This history purports to tell the story of 'how the North Sea made us who we are' (its subtitle) and there are indeed chapters about the Frisians, the Vikings and the Hansa but other chapters, while continuing to focus on the countries bordering the North Sea, are about the development of literacy and lawyering, fashion and nature, and plague. I suppose that the idea is that the communications enabled by travelling across the North Sea shaped these developments, but I felt that the focus was lost.
Having said this, the book was well-written and, as with all well-written histories, I learned not just about the topics being examined but also more, in delightful asides. I certainly learned how ruthless the Hanseatic merchants were in enforcing protectivism for their own trade: they even blockaded Norway till the population started to starve to bring the King of Noway to heel (Dealers rule)
Selected Quotes:
- "The North Sea is much more than the water between a thousand beaches." (Introduction)

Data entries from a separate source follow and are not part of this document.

use crate::error::*;
use std::time::Duration;
use tracing::{error, info, warn};

pub trait ErrorExt {
    fn log_error(&self) -> &Self;
    fn log_warn(&self) -> &Self;
    fn is_retryable(&self) -> bool;
    fn retry_after(&self) -> Option<Duration>;
    fn error_code(&self) -> String;
}

impl ErrorExt for CoreError {
    fn log_error(&self) -> &Self {
        error!(error_code = %self.error_code(), "CoreError: {}", self);
        match self {
            CoreError::RedditApi(e) => {
                error!("Reddit API error details: {:?}", e);
            }
            CoreError::Database(e) => {
                error!("Database error details: {:?}", e);
            }
            CoreError::Llm(e) => {
                error!("LLM error details: {:?}", e);
            }
            CoreError::Publish(e) => {
                error!("Publish error details: {:?}", e);
            }
            CoreError::Config(e) => {
                error!("Configuration error details: {:?}", e);
            }
            _ => {}
        }
        self
    }

    fn log_warn(&self) -> &Self {
        warn!(error_code = %self.error_code(), "CoreError (warning): {}", self);
        self
    }

    fn is_retryable(&self) -> bool {
        match self {
            CoreError::RedditApi(e) => e.is_retryable(),
            CoreError::Database(e) => e.is_retryable(),
            CoreError::Llm(e) => e.is_retryable(),
            CoreError::Publish(e) => e.is_retryable(),
            CoreError::Network(e) => e.is_timeout() || e.is_connect(),
            _ => false,
        }
    }

    fn retry_after(&self) -> Option<Duration> {
        match self {
            CoreError::RedditApi(e) => e.retry_after(),
            CoreError::Llm(e) => e.retry_after(),
            CoreError::Publish(e) => e.retry_after(),
            CoreError::Database(e) => e.retry_after(),
            _ if self.is_retryable() => Some(Duration::from_secs(5)),
            _ => None,
        }
    }

    fn error_code(&self) -> String {
        match self {
            CoreError::RedditApi(_) => "REDDIT_API".to_string(),
            CoreError::Database(_) => "DATABASE".to_string(),
            CoreError::Llm(_) => "LLM".to_string(),
            CoreError::Publish(_) => "PUBLISH".to_string(),
            CoreError::Config(_) => "CONFIG".to_string(),
            CoreError::Io(_) => "IO".to_string(),
            CoreError::Serialization(_) => "SERIALIZATION".to_string(),
            CoreError::Network(_) => "NETWORK".to_string(),
            CoreError::InvalidInput { .. } => "INVALID_INPUT".to_string(),
            CoreError::Internal { .. } => "INTERNAL".to_string(),
        }
    }
}

impl ErrorExt for RedditApiError {
    fn log_error(&self) -> &Self {
        error!("RedditApiError: {}", self);
        self
    }

    fn log_warn(&self) -> &Self {
        warn!("RedditApiError (warning): {}", self);
        self
    }

    fn is_retryable(&self) -> bool {
        match self {
            RedditApiError::RateLimitExceeded { .. } => true,
            RedditApiError::RequestTimeout => true,
            RedditApiError::ServerError { status_code } => *status_code >= 500,
            _ => false,
        }
    }

    fn retry_after(&self) -> Option<Duration> {
        match self {
            RedditApiError::RateLimitExceeded { retry_after } => {
                Some(Duration::from_secs(*retry_after))
            }
            _ if self.is_retryable() => Some(Duration::from_secs(30)),
            _ => None,
        }
    }

    fn error_code(&self) -> String {
        match self {
            RedditApiError::AuthenticationFailed { .. } => "REDDIT_AUTH_FAILED".to_string(),
            RedditApiError::RateLimitExceeded { .. } => "REDDIT_RATE_LIMIT".to_string(),
            RedditApiError::Forbidden { .. } => "REDDIT_FORBIDDEN".to_string(),
            RedditApiError::SubredditNotFound { .. } => "REDDIT_SUBREDDIT_NOT_FOUND".to_string(),
            RedditApiError::PostNotFound { .. } => "REDDIT_POST_NOT_FOUND".to_string(),
            RedditApiError::InvalidToken => "REDDIT_INVALID_TOKEN".to_string(),
            RedditApiError::RequestTimeout => "REDDIT_TIMEOUT".to_string(),
            RedditApiError::InvalidResponse { .. } => "REDDIT_INVALID_RESPONSE".to_string(),
            RedditApiError::ServerError { .. } => "REDDIT_SERVER_ERROR".to_string(),
        }
    }
}

impl ErrorExt for DatabaseError {
    fn log_error(&self) -> &Self {
        error!("DatabaseError: {}", self);
        self
    }

    fn log_warn(&self) -> &Self {
        warn!("DatabaseError (warning): {}", self);
        self
    }

    fn is_retryable(&self) -> bool {
        matches!(
            self,
            DatabaseError::DatabaseLocked | DatabaseError::ConnectionFailed { .. }
        )
    }

    fn retry_after(&self) -> Option<Duration> {
        match self {
            DatabaseError::DatabaseLocked => Some(Duration::from_millis(100)),
            _ if self.is_retryable() => Some(Duration::from_secs(1)),
            _ => None,
        }
    }

    fn error_code(&self) -> String {
        match self {
            DatabaseError::ConnectionFailed { .. } => "DB_CONNECTION_FAILED".to_string(),
            DatabaseError::MigrationFailed { .. } => "DB_MIGRATION_FAILED".to_string(),
            DatabaseError::QueryFailed { .. } => "DB_QUERY_FAILED".to_string(),
            DatabaseError::NotConnected => "DB_NOT_CONNECTED".to_string(),
            DatabaseError::DatabaseLocked => "DB_LOCKED".to_string(),
            DatabaseError::Sql(_) => "DB_SQL_ERROR".to_string(),
        }
    }
}

impl ErrorExt for LlmError {
    fn log_error(&self) -> &Self {
        error!("LlmError: {}", self);
        self
    }

    fn log_warn(&self) -> &Self {
        warn!("LlmError (warning): {}", self);
        self
    }

    fn is_retryable(&self) -> bool {
        match self {
            LlmError::RateLimitExceeded { .. } | LlmError::ServiceUnavailable { .. } => true,
            LlmError::RequestFailed { status_code, .. } => *status_code >= 500,
            _ => false,
        }
    }

    fn retry_after(&self) -> Option<Duration> {
        match self {
            LlmError::RateLimitExceeded { retry_after, .. } => {
                Some(Duration::from_secs(*retry_after))
            }
            _ if self.is_retryable() => Some(Duration::from_secs(10)),
            _ => None,
        }
    }

    fn error_code(&self) -> String {
        match self {
            LlmError::InvalidApiKey { .. } => "LLM_INVALID_API_KEY".to_string(),
            LlmError::RateLimitExceeded { .. } => "LLM_RATE_LIMIT".to_string(),
            LlmError::ModelNotAvailable { .. } => "LLM_MODEL_NOT_AVAILABLE".to_string(),
            LlmError::ServiceUnavailable { .. } => "LLM_SERVICE_UNAVAILABLE".to_string(),
            LlmError::RequestFailed { .. } => "LLM_REQUEST_FAILED".to_string(),
            LlmError::InvalidResponseFormat { .. } => "LLM_INVALID_RESPONSE".to_string(),
            LlmError::MissingTweetDelimiter { .. } => "LLM_MISSING_TWEET_DELIMITER".to_string(),
            LlmError::EmptyTweet => "LLM_EMPTY_TWEET".to_string(),
        }
    }
}

impl ErrorExt for PublishError {
    fn log_error(&self) -> &Self {
        error!("PublishError: {}", self);
        self
    }

    fn log_warn(&self) -> &Self {
        warn!("PublishError (warning): {}", self);
        self
    }

    fn is_retryable(&self) -> bool {
        match self {
            PublishError::RateLimitExceeded { .. } => true,
            PublishError::Rejected { status_code, .. } => *status_code >= 500,
            _ => false,
        }
    }

    fn retry_after(&self) -> Option<Duration> {
        match self {
            PublishError::RateLimitExceeded { retry_after } => {
                Some(Duration::from_secs(*retry_after))
            }
            _ => None,
        }
    }

    fn error_code(&self) -> String {
        match self {
            PublishError::TooLong { .. } => "PUBLISH_TOO_LONG".to_string(),
            PublishError::EmptyMessage => "PUBLISH_EMPTY_MESSAGE".to_string(),
            PublishError::Rejected { .. } => "PUBLISH_REJECTED".to_string(),
            PublishError::RateLimitExceeded { .. } => "PUBLISH_RATE_LIMIT".to_string(),
            PublishError::MissingIdentifier => "PUBLISH_MISSING_ID".to_string(),
            PublishError::SigningFailed { .. } => "PUBLISH_SIGNING_FAILED".to_string(),
        }
    }
}

impl ErrorExt for ConfigError {
    fn log_error(&self) -> &Self {
        error!("ConfigError: {}", self);
        self
    }

    fn log_warn(&self) -> &Self {
        warn!("ConfigError (warning): {}", self);
        self
    }

    fn is_retryable(&self) -> bool {
        false
    }

    fn retry_after(&self) -> Option<Duration> {
        None
    }

    fn error_code(&self) -> String {
        match self {
            ConfigError::FileNotFound { .. } => "CONFIG_FILE_NOT_FOUND".to_string(),
            ConfigError::InvalidValue { .. } => "CONFIG_INVALID_VALUE".to_string(),
            ConfigError::MissingEnvironmentVariable { .. } => "CONFIG_MISSING_ENV_VAR".to_string(),
            ConfigError::Parse(_) => "CONFIG_PARSE_ERROR".to_string(),
        }
    }
}

pub struct ErrorReporter {
    report_errors: bool,
    report_warnings: bool,
}

impl ErrorReporter {
    pub fn new() -> Self {
        Self {
            report_errors: true,
            report_warnings: true,
        }
    }

    pub fn with_error_reporting(mut self, enabled: bool) -> Self {
        self.report_errors = enabled;
        self
    }

    pub fn with_warning_reporting(mut self, enabled: bool) -> Self {
        self.report_warnings = enabled;
        self
    }

    pub fn report_error(&self, error: &CoreError) {
        if self.report_errors {
            error.log_error();
            if error.is_retryable() {
                if let Some(retry_after) = error.retry_after() {
                    info!("Error is transient, suggested wait: {:?}", retry_after);
                }
            }
        }
    }

    pub fn report_warning(&self, error: &CoreError) {
        if self.report_warnings {
            error.log_warn();
        }
    }
}

impl Default for ErrorReporter {
    fn default() -> Self {
        Self::new()
    }
}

- "Before there were passports and papers and notions of national identity, or even national history, you identified with where you happened to be, not where your mother and father were born. Your identity was lived in the present tense." (The invention of money)
- "The rules of the sea: the best sex is available sex" (Making enemies)
- "They were wilderness people out on the moors ... warriors who went howling into battles like wolves." (Settling)
- "Monks were particularly forbidden to wear anything split, tight, short, pleated, or, worst of all, with the new-fangled buttons." (Fashion)
- "Clothes cost so much that men couldn't marry, which was leading to sodomy, so fashion was distracting people from the serious business of replenishing the population." (Fashion)
- "Eleanor was not a lady, not if she was working Cheapside when the light had gone on a Sunday night in December in 1394. Mind you, Eleanor was not a woman, either." (Love and capital)
- "Plague became the reason, just like terrorism today, ... for taking away a worker's right to choose what work he wanted, for deciding which of the poor are worthy of help and which are just wastrels." (The city and the world)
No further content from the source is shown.